Obtaining pseudotime orderings

Analysis using slingshot; see https://bioconductor.org/books/release/OSCA/trajectory-analysis.html#principal-curves for inspiration.

Show code
library(slingshot)
# NOTE: Can't directly use `slingshot(sce, reducedDim = "corrected")` because
#       it gives an error:
#       "Error in solve.default(s1 + s2) :
#         system is computationally singular: reciprocal condition
#         number = 2.91591e-17"
#       This is similar to previously reported issues
#       (https://github.com/kstreet13/slingshot/issues/87 and
#       https://github.com/kstreet13/slingshot/issues/35) for which a hacky
#       workaround is to drop the last dimension.
rd <- reducedDim(sce, "corrected")
reducedDim(sce, "corrected_1") <- rd[, seq_len(ncol(rd) - 1)]
sce <- slingshot(sce, reducedDim = "corrected_1")

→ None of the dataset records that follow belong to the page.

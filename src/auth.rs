//! Authentication helpers
//!
//! Password hashing with argon2 and HS256 session tokens that bind a caller
//! to an account number.

use argon2::{
    password_hash::{rand_core::OsRng, PasswordHash, PasswordHasher, PasswordVerifier, SaltString},
    Argon2,
};
use chrono::{Duration, Utc};
use jsonwebtoken::{decode, encode, Algorithm, DecodingKey, EncodingKey, Header, Validation};
use serde::{Deserialize, Serialize};

/// Session token claims
#[derive(Debug, Clone, PartialEq, Eq, Serialize, Deserialize)]
#[serde(rename_all = "camelCase")]
pub struct Claims {
    /// Account the token was issued for
    pub account_number: i64,
    pub exp: usize,
    pub iat: usize,
}

#[derive(Debug, thiserror::Error)]
pub enum AuthError {
    #[error("Password hashing failed: {0}")]
    Hashing(String),

    #[error("Token error: {0}")]
    Token(#[from] jsonwebtoken::errors::Error),
}

/// Signing and verification keys for session tokens
#[derive(Clone)]
pub struct JwtKeys {
    encoding: EncodingKey,
    decoding: DecodingKey,
    ttl: Duration,
}

impl JwtKeys {
    pub fn new(secret: &str, ttl_seconds: i64) -> Self {
        Self {
            encoding: EncodingKey::from_secret(secret.as_bytes()),
            decoding: DecodingKey::from_secret(secret.as_bytes()),
            ttl: Duration::seconds(ttl_seconds),
        }
    }

    /// Issue a token for an account number
    pub fn create_token(&self, account_number: i64) -> Result<String, AuthError> {
        let now = Utc::now();
        let claims = Claims {
            account_number,
            exp: (now + self.ttl).timestamp() as usize,
            iat: now.timestamp() as usize,
        };

        Ok(encode(&Header::new(Algorithm::HS256), &claims, &self.encoding)?)
    }

    /// Verify signature and expiry of a token
    pub fn validate_token(&self, token: &str) -> Result<Claims, AuthError> {
        let validation = Validation::new(Algorithm::HS256);
        let data = decode::<Claims>(token, &self.decoding, &validation)?;
        Ok(data.claims)
    }
}

impl std::fmt::Debug for JwtKeys {
    fn fmt(&self, f: &mut std::fmt::Formatter<'_>) -> std::fmt::Result {
        f.debug_struct("JwtKeys").field("ttl", &self.ttl).finish_non_exhaustive()
    }
}

/// Hash a password into a PHC string
pub fn hash_password(password: &str) -> Result<String, AuthError> {
    let salt = SaltString::generate(&mut OsRng);
    Argon2::default()
        .hash_password(password.as_bytes(), &salt)
        .map(|hash| hash.to_string())
        .map_err(|e| AuthError::Hashing(e.to_string()))
}

/// Check a password against a stored PHC string
pub fn verify_password(password: &str, credential_hash: &str) -> bool {
    match PasswordHash::new(credential_hash) {
        Ok(parsed) => Argon2::default()
            .verify_password(password.as_bytes(), &parsed)
            .is_ok(),
        Err(_) => false,
    }
}
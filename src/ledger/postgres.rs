//! PostgreSQL Ledger Store
//!
//! Units of work map onto database transactions. Locking an account issues
//! `SELECT ... FOR UPDATE`, so the row lock is held until commit or rollback
//! and concurrent read-modify-write cycles on the same account serialize.

use std::collections::HashSet;
use std::time::Duration;

use async_trait::async_trait;
use sqlx::{PgPool, Postgres, Transaction};

use crate::domain::{Account, NewAccount};

use super::{with_deadline, AccountKey, LedgerError, LedgerStore, LedgerTx};

/// Ledger store backed by the `account` table
#[derive(Debug, Clone)]
pub struct PgLedgerStore {
    pool: PgPool,
    timeout: Duration,
}

impl PgLedgerStore {
    /// Create a store over a shared pool; every call honors `timeout`
    pub fn new(pool: PgPool, timeout: Duration) -> Self {
        Self { pool, timeout }
    }
}

fn map_insert_error(err: sqlx::Error, number: i64) -> LedgerError {
    match err {
        sqlx::Error::Database(ref db) if db.is_unique_violation() => LedgerError::Conflict(number),
        other => LedgerError::Database(other),
    }
}

#[async_trait]
impl LedgerStore for PgLedgerStore {
    fn backend(&self) -> &'static str {
        "postgres"
    }

    async fn get(&self, id: i64) -> Result<Account, LedgerError> {
        with_deadline(self.timeout, async {
            sqlx::query_as::<_, Account>(
                r#"
                SELECT id, first_name, last_name, password, number, balance, created_at
                FROM account
                WHERE id = $1
                "#,
            )
            .bind(id)
            .fetch_optional(&self.pool)
            .await?
            .ok_or(LedgerError::NotFound(AccountKey::Id(id)))
        })
        .await
    }

    async fn get_by_number(&self, number: i64) -> Result<Account, LedgerError> {
        with_deadline(self.timeout, async {
            sqlx::query_as::<_, Account>(
                r#"
                SELECT id, first_name, last_name, password, number, balance, created_at
                FROM account
                WHERE number = $1
                "#,
            )
            .bind(number)
            .fetch_optional(&self.pool)
            .await?
            .ok_or(LedgerError::NotFound(AccountKey::Number(number)))
        })
        .await
    }

    async fn list(&self) -> Result<Vec<Account>, LedgerError> {
        with_deadline(self.timeout, async {
            let accounts = sqlx::query_as::<_, Account>(
                r#"
                SELECT id, first_name, last_name, password, number, balance, created_at
                FROM account
                ORDER BY id
                "#,
            )
            .fetch_all(&self.pool)
            .await?;

            Ok(accounts)
        })
        .await
    }

    async fn create(&self, account: NewAccount) -> Result<Account, LedgerError> {
        let number = account.number;

        with_deadline(self.timeout, async {
            sqlx::query_as::<_, Account>(
                r#"
                INSERT INTO account (first_name, last_name, password, number, balance, created_at)
                VALUES ($1, $2, $3, $4, 0, $5)
                RETURNING id, first_name, last_name, password, number, balance, created_at
                "#,
            )
            .bind(&account.first_name)
            .bind(&account.last_name)
            .bind(&account.credential_hash)
            .bind(account.number)
            .bind(account.created_at)
            .fetch_one(&self.pool)
            .await
            .map_err(|e| map_insert_error(e, number))
        })
        .await
    }

    async fn update_balance(&self, id: i64, new_balance: i64) -> Result<(), LedgerError> {
        with_deadline(self.timeout, async {
            let rows_affected = sqlx::query("UPDATE account SET balance = $2 WHERE id = $1")
                .bind(id)
                .bind(new_balance)
                .execute(&self.pool)
                .await?
                .rows_affected();

            if rows_affected == 0 {
                return Err(LedgerError::NotFound(AccountKey::Id(id)));
            }

            Ok(())
        })
        .await
    }

    async fn delete(&self, id: i64) -> Result<(), LedgerError> {
        with_deadline(self.timeout, async {
            let rows_affected = sqlx::query("DELETE FROM account WHERE id = $1")
                .bind(id)
                .execute(&self.pool)
                .await?
                .rows_affected();

            if rows_affected == 0 {
                return Err(LedgerError::NotFound(AccountKey::Id(id)));
            }

            Ok(())
        })
        .await
    }

    async fn begin(&self) -> Result<Box<dyn LedgerTx>, LedgerError> {
        let tx = with_deadline(self.timeout, async { Ok(self.pool.begin().await?) }).await?;

        Ok(Box::new(PgLedgerTx {
            tx: Some(tx),
            locked: HashSet::new(),
            timeout: self.timeout,
        }))
    }
}

/// Unit of work backed by a database transaction
///
/// Dropping it without commit rolls the transaction back.
struct PgLedgerTx {
    tx: Option<Transaction<'static, Postgres>>,
    locked: HashSet<i64>,
    timeout: Duration,
}

impl PgLedgerTx {
    fn ensure_locked(&self, id: i64) -> Result<(), LedgerError> {
        if self.locked.contains(&id) {
            Ok(())
        } else {
            Err(LedgerError::NotLocked(id))
        }
    }
}

#[async_trait]
impl LedgerTx for PgLedgerTx {
    async fn lock(&mut self, id: i64) -> Result<Account, LedgerError> {
        let tx = self.tx.as_mut().ok_or(LedgerError::Finished)?;

        let account = with_deadline(self.timeout, async {
            sqlx::query_as::<_, Account>(
                r#"
                SELECT id, first_name, last_name, password, number, balance, created_at
                FROM account
                WHERE id = $1
                FOR UPDATE
                "#,
            )
            .bind(id)
            .fetch_optional(&mut **tx)
            .await?
            .ok_or(LedgerError::NotFound(AccountKey::Id(id)))
        })
        .await?;

        self.locked.insert(id);
        Ok(account)
    }

    async fn read_balance(&mut self, id: i64) -> Result<i64, LedgerError> {
        self.ensure_locked(id)?;
        let tx = self.tx.as_mut().ok_or(LedgerError::Finished)?;

        with_deadline(self.timeout, async {
            sqlx::query_scalar::<_, i64>("SELECT balance FROM account WHERE id = $1")
                .bind(id)
                .fetch_optional(&mut **tx)
                .await?
                .ok_or(LedgerError::NotFound(AccountKey::Id(id)))
        })
        .await
    }

    async fn write_balance(&mut self, id: i64, new_balance: i64) -> Result<(), LedgerError> {
        self.ensure_locked(id)?;
        let tx = self.tx.as_mut().ok_or(LedgerError::Finished)?;

        with_deadline(self.timeout, async {
            let rows_affected = sqlx::query("UPDATE account SET balance = $2 WHERE id = $1")
                .bind(id)
                .bind(new_balance)
                .execute(&mut **tx)
                .await?
                .rows_affected();

            if rows_affected == 0 {
                return Err(LedgerError::NotFound(AccountKey::Id(id)));
            }

            Ok(())
        })
        .await
    }

    async fn commit(&mut self) -> Result<(), LedgerError> {
        let tx = self.tx.take().ok_or(LedgerError::Finished)?;
        self.locked.clear();

        with_deadline(self.timeout, async { Ok(tx.commit().await?) }).await
    }
}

embedded <- embedCurves(sce, "UMAP_corrected")
embedded <- slingCurves(embedded)[[1]] # only 1 path.
embedded <- data.frame(embedded$s[embedded$ord, ])
Show code
plotReducedDim(
  sce,
  dimred = "UMAP_corrected",
  colour_by = "slingPseudotime_1",
  point_alpha = 1,
  point_size = 0.5) +
  geom_path(data = embedded, aes(x = Dim.1, y = Dim.2), size = 1.2) +
  plotReducedDim(
    sce,
    dimred = "UMAP_corrected",
    colour_by = "stage",
    point_alpha = 1,
    point_size = 0.5) +
  plotReducedDim(
    sce,
    dimred = "UMAP_corrected",
    colour_by = "tissue",
    point_alpha = 1,
    point_size = 0.5) +
  plotReducedDim(
    sce,
    dimred = "UMAP_corrected",
    colour_by = "cluster",
    point_alpha = 1,
    point_size = 0.5) +
  plot_layout(ncol = 2)

Changes along a trajectory

Show code
keep <- rowSums(counts(sce) > 0) >= 10
sce_pseudo <- sce[keep, ]

We only test genes that are detected in at least 10 cells (\(n\) = 14,256).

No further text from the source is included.